_Source records_
:::::

//! Two-phase cache
//!
//! L1: in-process LRU for fast reads. L2: Redis for distributed caching.
//! Reads check L1 then L2 and populate L1 on an L2 hit with a clamped TTL.
//! Writes go through both layers. Counters bypass L1 entirely so they stay
//! accurate across nodes.

use super::{Cache, CacheError, LruCache, RedisCache};
use async_trait::async_trait;
use std::time::Duration;

const DEFAULT_L1_TTL: Duration = Duration::from_secs(300);

/// Layered L1/L2 cache.
pub struct TwoPhaseCache {
    local: LruCache,
    remote: RedisCache,
    l1_ttl: Duration,
}

impl TwoPhaseCache {
    pub fn new(local: LruCache, remote: RedisCache, l1_ttl: Duration) -> Self {
        let l1_ttl = if l1_ttl.is_zero() {
            DEFAULT_L1_TTL
        } else {
            l1_ttl
        };

        Self {
            local,
            remote,
            l1_ttl,
        }
    }

    fn clamp_l1_ttl(&self, ttl: Duration) -> Duration {
        self.l1_ttl.min(ttl)
    }
}

#[async_trait]
impl Cache for TwoPhaseCache {
    async fn get(&self, tenant_id: &str, key: &str) -> Result<Option<Vec<u8>>, CacheError> {
        if let Some(value) = self.local.get(tenant_id, key).await? {
            return Ok(Some(value));
        }

        let Some(value) = self.remote.get(tenant_id, key).await? else {
            return Ok(None);
        };

        // Populate L1 for future reads; best-effort
        let _ = self
            .local
            .set(tenant_id, key, value.clone(), self.l1_ttl)
            .await;

        Ok(Some(value))
    }

    async fn set(
        &self,
        tenant_id: &str,
        key: &str,
        value: Vec<u8>,
        ttl: Duration,
    ) -> Result<(), CacheError> {
        self.local
            .set(tenant_id, key, value.clone(), self.clamp_l1_ttl(ttl))
            .await?;
        self.remote.set(tenant_id, key, value, ttl).await
    }

    async fn delete(&self, tenant_id: &str, key: &str) -> Result<(), CacheError> {
        self.local.delete(tenant_id, key).await?;
        self.remote.delete(tenant_id, key).await
    }

    async fn increment_counter(
        &self,
        tenant_id: &str,
        key: &str,
        window: Duration,
    ) -> Result<i64, CacheError> {
        // L2 only: local counters would diverge across processes
        self.remote.increment_counter(tenant_id, key, window).await
    }

    async fn ping(&self) -> Result<(), CacheError> {
        self.local.ping().await?;
        self.remote.ping().await
    }

    async fn close(&self) -> Result<(), CacheError> {
        self.local.close().await?;
        self.remote.close().await
    }
}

:::::

_Problem to work on_
Nothing but the lines from the one holding "diverge across processes" through the last line of the data may be output, and each must match exactly.

_Solution for this exercise_
        // L2 only: local counters would diverge across processes
        self.remote.increment_counter(tenant_id, key, window).await
    }

    async fn ping(&self) -> Result<(), CacheError> {
        self.local.ping().await?;
        self.remote.ping().await
    }

    async fn close(&self) -> Result<(), CacheError> {
        self.local.close().await?;
        self.remote.close().await
    }
}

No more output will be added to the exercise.